Heidi Meyer, who was appointed to the role of Master in 2016, was speaking after receiving an honorary Doctor of Laws degree from the University of Warwick.
The 600-year-old medieval buildings of the former Guilds of Warwick in High Street became a place of retirement for former soldiers in 1571 during Queen Elizabeth I’s reign – and remain so to this day.
The position of Master was only held by male clergymen and retired military officers for over 400 years until the appointment of Ms Meyer, following her career in the British Army and as an adviser to the US Government and NATO.
She has now taken on the challenge of securing the hospital’s financial future.
Ms Meyer said: “The Lord Leycester Hospital is an icon of Warwick – it’s a medieval gem, and it stands for 700 years of governance, civil society and philanthropy, in the heart of Warwick.
“At the moment it’s a heritage site at risk, so a lot of my work will be galvanising the local community, in Warwick and Warwickshire, to ensure that the Lord Leycester Hospital has a future.”
The hospital remains as relevant as ever and recently welcomed new resident guardsman John Dawson who suffered serious head injuries while serving in Afghanistan.
Ms Meyer said: “He has really blossomed in the environment we offer him.
“Physical injuries can be looked after by a good team of experts but there’s always this spiritual, personal element that finds sanctuary in environments like ours, where there are other men – and women, if you include myself – who have served in battle.
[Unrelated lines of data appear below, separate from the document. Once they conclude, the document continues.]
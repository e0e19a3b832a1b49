//! Traveler-facing booking endpoints.

use axum::{
    extract::{Path, Query, State},
    http::StatusCode,
    Json,
};
use serde::Deserialize;
use uuid::Uuid;
use validator::Validate;

use domain::models::booking::{BookingListResponse, BookingRequest, CreateBookingRequest};
use domain::services::notification::{render_customer_receipt, render_hotel_alert};
use persistence::repositories::{BookingRequestRepository, HotelRepository, NewBookingRecord};
use shared::validation::{normalize_email, validate_stay_dates};

use crate::app::AppState;
use crate::error::ApiError;
use crate::middleware::metrics::record_booking_created;

/// `POST /api/v1/hotels/:code/bookings` - submit a booking request.
///
/// Validation runs before any store call; an unknown hotel code is 404.
/// The customer receipt and hotel alert are queued after the insert and
/// never affect the response.
pub async fn create_booking(
    State(state): State<AppState>,
    Path(code): Path<String>,
    Json(payload): Json<CreateBookingRequest>,
) -> Result<(StatusCode, Json<BookingRequest>), ApiError> {
    payload.validate()?;
    validate_stay_dates(payload.check_in_date, payload.check_out_date)
        .map_err(|e| ApiError::Validation(e.message.map(|m| m.to_string()).unwrap_or_default()))?;

    let hotels = HotelRepository::new(state.pool.clone());
    let hotel = hotels
        .find_by_code(&code)
        .await?
        .ok_or_else(|| ApiError::NotFound(format!("Hotel '{}' not found", code)))?
        .into_model();

    let record = NewBookingRecord {
        hotel_code: hotel.code.clone(),
        name: payload.name.trim().to_string(),
        email: normalize_email(&payload.email),
        phone_number: payload.phone_number.trim().to_string(),
        country: payload.country.trim().to_string(),
        check_in_date: payload.check_in_date,
        check_out_date: payload.check_out_date,
        quad_rooms: payload.quad_rooms,
        triple_rooms: payload.triple_rooms,
        double_rooms: payload.double_rooms,
        single_rooms: payload.single_rooms,
        number_of_adults: payload.number_of_adults,
        number_of_children: payload.number_of_children,
        breakfast_included: payload.breakfast_included,
        is_business: payload.is_business,
        travel_company_name: payload.travel_company_name,
    };

    let repo = BookingRequestRepository::new(state.pool.clone());
    let booking = repo.create(&record).await?.into_model();

    record_booking_created(&hotel.code);
    tracing::info!(
        booking_id = %booking.id,
        hotel_code = %hotel.code,
        "Booking request created"
    );

    let base_url = &state.config.email.base_url;
    state
        .notifier
        .enqueue(render_customer_receipt(&booking, &hotel, base_url));
    state
        .notifier
        .enqueue(render_hotel_alert(&booking, &hotel, base_url));

    Ok((StatusCode::CREATED, Json(booking)))
}

#[derive(Debug, Deserialize)]
pub struct TrackingQuery {
    pub email: Option<String>,
}

/// `GET /api/v1/bookings?email=...` - list a traveler's booking requests.
///
/// The email is normalized the same way as at creation, so lookups are
/// insensitive to case and surrounding whitespace.
pub async fn list_bookings(
    State(state): State<AppState>,
    Query(query): Query<TrackingQuery>,
) -> Result<Json<BookingListResponse>, ApiError> {
    let email = query
        .email
        .as_deref()
        .map(normalize_email)
        .filter(|e| !e.is_empty())
        .ok_or_else(|| ApiError::Validation("Query parameter 'email' is required".to_string()))?;

    let repo = BookingRequestRepository::new(state.pool.clone());
    let data: Vec<BookingRequest> = repo
        .list_for_email(&email)
        .await?
        .into_iter()
        .map(|entity| entity.into_model())
        .collect();

    Ok(Json(BookingListResponse { data }))
}

/// `GET /api/v1/bookings/:id` - fetch one booking request.
pub async fn get_booking(
    State(state): State<AppState>,
    Path(id): Path<Uuid>,
) -> Result<Json<BookingRequest>, ApiError> {
    let repo = BookingRequestRepository::new(state.pool.clone());

    let entity = repo
        .find_by_id(id)
        .await?
        .ok_or_else(|| ApiError::NotFound(format!("Booking request {} not found", id)))?;

    Ok(Json(entity.into_model()))
}
//! HTTP route handlers.

pub mod admin;
pub mod bookings;
pub mod health;
pub mod hotels;
pub mod notify;
//! Hotel session authentication middleware.
//!
//! Validates the Bearer session token issued at login and injects the
//! authenticated hotel identity into request extensions for the admin
//! route handlers.

use axum::{
    body::Body,
    extract::State,
    http::{Request, StatusCode},
    middleware::Next,
    response::{IntoResponse, Response},
    Json,
};
use serde_json::json;
use uuid::Uuid;

use crate::app::AppState;
use crate::config::JwtAuthConfig;
use shared::jwt::{extract_hotel_id, JwtConfig};

/// Authenticated hotel identity extracted from the session token.
#[derive(Debug, Clone)]
pub struct HotelContext {
    /// Hotel ID from the token subject claim.
    pub hotel_id: Uuid,
    /// Hotel code the session is scoped to.
    pub hotel_code: String,
}

impl HotelContext {
    /// Validates a session token and returns the hotel identity.
    pub fn validate(jwt_config: &JwtConfig, token: &str) -> Result<Self, String> {
        let claims = jwt_config
            .validate_session_token(token)
            .map_err(|e| format!("Invalid token: {}", e))?;

        let hotel_id =
            extract_hotel_id(&claims).map_err(|_| "Invalid hotel ID in token".to_string())?;

        Ok(HotelContext {
            hotel_id,
            hotel_code: claims.hotel_code,
        })
    }

    /// Creates a JwtConfig from JwtAuthConfig.
    pub fn create_jwt_config(config: &JwtAuthConfig) -> Result<JwtConfig, String> {
        JwtConfig::with_leeway(
            &config.private_key,
            &config.public_key,
            config.session_expiry_secs,
            config.leeway_secs,
        )
        .map_err(|e| format!("Failed to initialize JWT config: {}", e))
    }
}

/// Middleware that requires a valid hotel session token.
///
/// Validates the Bearer token in the Authorization header and rejects
/// requests without one. The hotel identity is stored in request
/// extensions for use by downstream handlers.
pub async fn require_hotel_auth(
    State(state): State<AppState>,
    mut req: Request<Body>,
    next: Next,
) -> Response {
    // Extract Bearer token from Authorization header
    let auth_header = req
        .headers()
        .get("Authorization")
        .and_then(|v| v.to_str().ok());

    let token = match auth_header {
        Some(header) if header.starts_with("Bearer ") => &header[7..],
        _ => {
            return unauthorized_response("Missing or invalid Authorization header");
        }
    };

    // Create JWT config
    let jwt_config = match HotelContext::create_jwt_config(&state.config.jwt) {
        Ok(config) => config,
        Err(e) => {
            tracing::error!("Failed to create JWT config: {}", e);
            return internal_error_response("Authentication service unavailable");
        }
    };

    // Validate the token
    match HotelContext::validate(&jwt_config, token) {
        Ok(ctx) => {
            req.extensions_mut().insert(ctx);
            next.run(req).await
        }
        Err(e) => {
            tracing::debug!("Session token validation failed: {}", e);
            unauthorized_response("Invalid or expired session token")
        }
    }
}

/// Helper to create unauthorized response.
fn unauthorized_response(message: &str) -> Response {
    (
        StatusCode::UNAUTHORIZED,
        Json(json!({
            "error": "unauthorized",
            "message": message
        })),
    )
        .into_response()
}

/// Helper to create internal error response.
fn internal_error_response(message: &str) -> Response {
    (
        StatusCode::INTERNAL_SERVER_ERROR,
        Json(json!({
            "error": "internal_error",
            "message": message
        })),
    )
        .into_response()
}

#[cfg(test)]
mod tests {
    use super::*;

    #[test]
    fn test_create_jwt_config_rejects_invalid_keys() {
        let config = JwtAuthConfig {
            private_key: "not a pem".to_string(),
            public_key: "not a pem".to_string(),
            session_expiry_secs: 3600,
            leeway_secs: 30,
        };
        assert!(HotelContext::create_jwt_config(&config).is_err());
    }
}
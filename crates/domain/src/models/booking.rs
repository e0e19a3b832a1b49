//! Booking request domain models.
//!
//! A booking request is a traveler's proposal for a group stay at one
//! hotel. It starts `pending` and is answered exactly once by the hotel:
//! confirmed with a quote or declined with a reason. Both outcomes are
//! terminal.

use chrono::{DateTime, NaiveDate, Utc};
use serde::{Deserialize, Serialize};
use uuid::Uuid;
use validator::Validate;

/// Lifecycle status of a booking request.
#[derive(Debug, Clone, Copy, PartialEq, Eq, Serialize, Deserialize)]
#[serde(rename_all = "lowercase")]
pub enum BookingStatus {
    Pending,
    Confirmed,
    Declined,
}

impl std::fmt::Display for BookingStatus {
    fn fmt(&self, f: &mut std::fmt::Formatter<'_>) -> std::fmt::Result {
        match self {
            BookingStatus::Pending => write!(f, "pending"),
            BookingStatus::Confirmed => write!(f, "confirmed"),
            BookingStatus::Declined => write!(f, "declined"),
        }
    }
}

/// A traveler's booking request for a group stay.
#[derive(Debug, Clone, Serialize)]
#[serde(rename_all = "camelCase")]
pub struct BookingRequest {
    pub id: Uuid,
    pub hotel_code: String,
    pub name: String,
    pub email: String,
    pub phone_number: String,
    pub country: String,
    pub check_in_date: NaiveDate,
    pub check_out_date: NaiveDate,
    pub quad_rooms: i32,
    pub triple_rooms: i32,
    pub double_rooms: i32,
    pub single_rooms: i32,
    pub number_of_adults: i32,
    pub number_of_children: i32,
    pub breakfast_included: bool,
    pub is_business: bool,
    pub travel_company_name: Option<String>,
    pub status: BookingStatus,
    /// Hotel-supplied price/terms text, set only on confirm.
    pub quote: Option<String>,
    /// Hotel-supplied reason, set only on decline.
    pub decline_reason: Option<String>,
    pub created_at: DateTime<Utc>,
    pub updated_at: DateTime<Utc>,
}

/// Serde default for adult counts; a request is for at least one adult
/// unless the form says otherwise. Shared with the mail-relay payload.
pub fn default_adults() -> i32 {
    1
}

fn default_breakfast() -> bool {
    true
}

/// Request body for creating a booking request.
///
/// Room counts default to zero and guests to one adult, matching the
/// booking form. "At least one room" and "company name when business"
/// are intentionally not enforced; the business rules never required them.
#[derive(Debug, Clone, Deserialize, Validate)]
#[serde(rename_all = "camelCase")]
pub struct CreateBookingRequest {
    #[validate(length(min = 1, max = 200, message = "Name is required"))]
    pub name: String,

    #[validate(email(message = "Invalid email format"))]
    pub email: String,

    #[validate(length(min = 1, max = 50, message = "Phone number is required"))]
    pub phone_number: String,

    #[validate(length(min = 1, max = 100, message = "Country is required"))]
    pub country: String,

    pub check_in_date: NaiveDate,
    pub check_out_date: NaiveDate,

    #[serde(default)]
    #[validate(custom(function = "shared::validation::validate_count"))]
    pub quad_rooms: i32,

    #[serde(default)]
    #[validate(custom(function = "shared::validation::validate_count"))]
    pub triple_rooms: i32,

    #[serde(default)]
    #[validate(custom(function = "shared::validation::validate_count"))]
    pub double_rooms: i32,

    #[serde(default)]
    #[validate(custom(function = "shared::validation::validate_count"))]
    pub single_rooms: i32,

    #[serde(default = "default_adults")]
    #[validate(range(min = 0, message = "Adult count must be non-negative"))]
    pub number_of_adults: i32,

    #[serde(default)]
    #[validate(custom(function = "shared::validation::validate_count"))]
    pub number_of_children: i32,

    #[serde(default = "default_breakfast")]
    pub breakfast_included: bool,

    #[serde(default)]
    pub is_business: bool,

    #[validate(length(max = 200, message = "Company name is too long"))]
    pub travel_company_name: Option<String>,
}

/// The hotel's decision on a pending booking request.
#[derive(Debug, Clone, Copy, PartialEq, Eq, Serialize, Deserialize)]
#[serde(rename_all = "lowercase")]
pub enum Decision {
    Confirm,
    Decline,
}

/// Request body for confirming or declining a booking request.
#[derive(Debug, Clone, Deserialize, Validate)]
#[serde(rename_all = "camelCase")]
pub struct RespondToBookingRequest {
    pub decision: Decision,

    /// Quote text when confirming, decline reason when declining.
    /// Required and non-empty either way.
    #[validate(custom(function = "shared::validation::validate_detail"))]
    #[validate(length(max = 2000, message = "Detail is too long"))]
    pub detail: String,
}

/// Response wrapper for booking listings.
#[derive(Debug, Clone, Serialize)]
#[serde(rename_all = "camelCase")]
pub struct BookingListResponse {
    pub data: Vec<BookingRequest>,
}
use anyhow::Result;
use tracing::info;

use booksa_api::{app, config, middleware};

#[tokio::main]
async fn main() -> Result<()> {
    // Load .env file if present
    dotenvy::dotenv().ok();

    // Load configuration
    let config = config::Config::load()?;

    // Initialize logging
    middleware::logging::init_logging(&config.logging);

    // Initialize Prometheus metrics recorder
    middleware::init_metrics();

    info!("Starting Booksa API v{}", env!("CARGO_PKG_VERSION"));

    // Create database pool
    let db_config = persistence::db::DatabaseConfig {
        url: config.database.url.clone(),
        max_connections: config.database.max_connections,
        min_connections: config.database.min_connections,
        connect_timeout_secs: config.database.connect_timeout_secs,
        idle_timeout_secs: config.database.idle_timeout_secs,
    };
    let pool = persistence::db::create_pool(&db_config).await?;

    // Run migrations
    info!("Running database migrations...");
    sqlx::migrate!("../persistence/src/migrations")
        .run(&pool)
        .await?;
    info!("Migrations completed");

    // Periodically record connection pool gauges
    let metrics_pool = pool.clone();
    tokio::spawn(async move {
        let mut tick = tokio::time::interval(std::time::Duration::from_secs(10));
        loop {
            tick.tick().await;
            persistence::metrics::record_pool_metrics(&metrics_pool);
        }
    });

    // Build application
    let app = app::create_app(config.clone(), pool);

    // Start server
    let addr = config.socket_addr();
    info!("Server listening on {}", addr);

    let listener = tokio::net::TcpListener::bind(addr).await?;
    axum::serve(listener, app).await?;

    Ok(())
}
It’s good to be in an environment of kindred souls.”
As the first female Master in the hospital’s long history, Ms Meyer is keenly aware of the opportunities the position gives her to inspire other women.
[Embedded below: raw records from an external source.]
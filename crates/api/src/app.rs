use axum::{
    middleware,
    routing::{get, post},
    Router,
};
use sqlx::PgPool;
use std::sync::Arc;
use std::time::Duration;
use tower_http::{
    compression::CompressionLayer,
    cors::{Any, CorsLayer},
    timeout::TimeoutLayer,
    trace::TraceLayer,
};

use crate::config::Config;
use crate::middleware::{
    metrics_handler, metrics_middleware, require_hotel_auth, security_headers_middleware, trace_id,
};
use crate::routes::{admin, bookings, health, hotels, notify};
use crate::services::{EmailService, Notifier};

#[derive(Clone)]
pub struct AppState {
    pub pool: PgPool,
    pub config: Arc<Config>,
    pub notifier: Notifier,
}

pub fn create_app(config: Config, pool: PgPool) -> Router {
    let config = Arc::new(config);

    // Notification worker delivering through the configured email provider
    let email = EmailService::new(config.email.clone());
    let notifier = Notifier::spawn(email);

    let state = AppState {
        pool,
        config: config.clone(),
        notifier,
    };

    // Build CORS layer based on configuration
    let cors = if config.security.cors_origins.is_empty() {
        // Default: allow any origin (for development)
        CorsLayer::new()
            .allow_origin(Any)
            .allow_methods(Any)
            .allow_headers(Any)
    } else {
        // Production: only allow specified origins
        use tower_http::cors::AllowOrigin;
        let origins: Vec<_> = config
            .security
            .cors_origins
            .iter()
            .filter_map(|o| o.parse().ok())
            .collect();
        CorsLayer::new()
            .allow_origin(AllowOrigin::list(origins))
            .allow_methods(Any)
            .allow_headers(Any)
    };

    // Admin routes (require a hotel session token)
    let admin_routes = Router::new()
        .route("/api/v1/admin/bookings", get(admin::list_bookings))
        .route(
            "/api/v1/admin/bookings/:id/respond",
            post(admin::respond_to_booking),
        )
        .route_layer(middleware::from_fn_with_state(
            state.clone(),
            require_hotel_auth,
        ));

    // Public API routes (no authentication required)
    let api_routes = Router::new()
        .route("/api/v1/hotels", get(hotels::list_hotels))
        .route("/api/v1/hotels/:code", get(hotels::get_hotel))
        .route("/api/v1/hotels/:code/bookings", post(bookings::create_booking))
        .route("/api/v1/bookings", get(bookings::list_bookings))
        .route("/api/v1/bookings/:id", get(bookings::get_booking))
        .route("/api/v1/admin/login", post(admin::login))
        .route("/api/v1/notify/hotels", post(notify::notify_hotels));

    // Operational routes
    let ops_routes = Router::new()
        .route("/api/health", get(health::health_check))
        .route("/api/health/ready", get(health::ready))
        .route("/api/health/live", get(health::live))
        .route("/metrics", get(metrics_handler));

    // Merge all routes
    Router::new()
        .merge(ops_routes)
        .merge(api_routes)
        .merge(admin_routes)
        // Global middleware (order matters: bottom layers run first)
        .layer(middleware::from_fn(security_headers_middleware))
        .layer(CompressionLayer::new())
        .layer(TimeoutLayer::new(Duration::from_secs(
            config.server.request_timeout_secs,
        )))
        .layer(middleware::from_fn(metrics_middleware))
        .layer(TraceLayer::new_for_http())
        .layer(middleware::from_fn(trace_id))
        .layer(cors)
        .with_state(state)
}
//! HTTP middleware components.

pub mod hotel_auth;
pub mod logging;
pub mod metrics;
pub mod security_headers;
pub mod trace_id;

pub use hotel_auth::{require_hotel_auth, HotelContext};
pub use metrics::{init_metrics, metrics_handler, metrics_middleware};
pub use security_headers::security_headers_middleware;
pub use trace_id::{trace_id, RequestId, REQUEST_ID_HEADER};
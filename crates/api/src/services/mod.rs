//! Application services.

pub mod auth;
pub mod email;
pub mod notifier;

pub use auth::HotelAuthService;
pub use email::{EmailError, EmailService};
pub use notifier::{NoticeTransport, Notifier};
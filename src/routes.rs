// src/routes.rs

use actix_web::{web, HttpResponse};
use serde_json::json;

use crate::error::AppError;
use crate::{auth, cart, messages, orders, products, profile, ws};

// GET /health
pub async fn health() -> HttpResponse {
    HttpResponse::Ok().json(json!({
        "status": "ok",
        "service": env!("CARGO_PKG_NAME"),
        "version": env!("CARGO_PKG_VERSION"),
    }))
}

/// Extractor failures (bad JSON, unknown enum values, malformed query or
/// path segments) answer with the same JSON body as every other 400.
fn extractor_errors(cfg: &mut web::ServiceConfig) {
    cfg.app_data(
        web::JsonConfig::default()
            .error_handler(|err, _req| AppError::validation(err.to_string()).into()),
    )
    .app_data(
        web::QueryConfig::default()
            .error_handler(|err, _req| AppError::validation(err.to_string()).into()),
    )
    .app_data(
        web::PathConfig::default()
            .error_handler(|err, _req| AppError::validation(err.to_string()).into()),
    );
}

pub fn configure(cfg: &mut web::ServiceConfig) {
    extractor_errors(cfg);
    cfg.route("/health", web::get().to(health))
        .service(web::resource("/ws").route(web::get().to(ws::ws_index)))
        .service(
            web::scope("/api")
                .service(
                    web::scope("/auth")
                        .route("/register", web::post().to(auth::register))
                        .route("/login", web::post().to(auth::login))
                        .route("/me", web::get().to(auth::me)),
                )
                .service(
                    web::scope("/products")
                        .route("", web::get().to(products::list_products))
                        .route("", web::post().to(products::create_product))
                        .route("/{id}", web::get().to(products::get_product))
                        .route("/{id}", web::put().to(products::update_product))
                        .route("/{id}", web::delete().to(products::delete_product))
                        .route("/{id}/reviews", web::post().to(products::add_review))
                        .route("/{id}/stock", web::post().to(products::update_stock))
                        .route("/{id}/stock-history", web::get().to(products::stock_history)),
                )
                .service(
                    web::scope("/cart")
                        .route("", web::get().to(cart::get_cart))
                        .route("", web::delete().to(cart::clear_cart))
                        .route("/items", web::post().to(cart::add_item))
                        .route("/items/{product_id}", web::put().to(cart::update_item))
                        .route("/items/{product_id}", web::delete().to(cart::remove_item)),
                )
                .service(
                    web::scope("/orders")
                        .route("", web::post().to(orders::create_order))
                        .route("", web::get().to(orders::list_orders))
                        .route("/my", web::get().to(orders::my_orders))
                        .route("/{id}", web::get().to(orders::get_order))
                        .route("/{id}/cancel", web::put().to(orders::cancel_order))
                        .route("/{id}/status", web::put().to(orders::update_status))
                        .route("/{id}/payment", web::put().to(orders::update_payment)),
                )
                .service(
                    web::scope("/profile")
                        .route("", web::get().to(profile::get_profile))
                        .route("", web::put().to(profile::update_profile))
                        .route("/password", web::put().to(profile::change_password))
                        .route("/addresses", web::get().to(profile::list_addresses))
                        .route("/addresses", web::post().to(profile::add_address))
                        .route("/addresses/{address_id}", web::put().to(profile::update_address))
                        .route("/addresses/{address_id}", web::delete().to(profile::delete_address))
                        .route(
                            "/addresses/{address_id}/default",
                            web::put().to(profile::set_default_address),
                        ),
                )
                .service(
                    web::scope("/messages")
                        .route("", web::post().to(messages::send_message))
                        .route("/conversations", web::get().to(messages::list_conversations))
                        .route("/conversation/{user_id}", web::get().to(messages::get_conversation))
                        .route(
                            "/conversation/{user_id}/read",
                            web::put().to(messages::mark_conversation_read),
                        )
                        .route("/broadcasts", web::get().to(messages::list_broadcasts))
                        .route("/unread-count", web::get().to(messages::unread_count))
                        .route("/admins", web::get().to(messages::list_admins))
                        .route("/stats", web::get().to(messages::message_stats))
                        .route("/{id}/read", web::put().to(messages::mark_read))
                        .route("/{id}", web::delete().to(messages::delete_message)),
                ),
        );
}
She added: “I would like to be in a position to be able to give back in some way, from what has been for me an extraordinary career, so I absolutely jump at the chance to be a role model for young women.
“I came in as a British Army officer when there weren’t many women in the British Army, so it was difficult to have a female role model. I recognise how important it would have been to me, because it can be tough at times.”
Ms Meyer is a passionate advocate for women’s education. She came late to university study herself, starting her undergraduate degree at the age of 26.
“It was absolute magic when I discovered that you could go in a classroom and learn.
“You’re never too old to experience that, and you should absolutely grasp the opportunity if you can, at any time in your life. Any time in your life that you have an opportunity to expand your knowledge of the world that we live in – is just an amazing thing to do.
“Supporting education for women – not only in this country but in counties that are less privileged – is really, really important.
“Whether you’re male or female, whenever you have the opportunity to support women to be all they can be – that is something to be very proud of and it contributes to our greater wellbeing in the end.”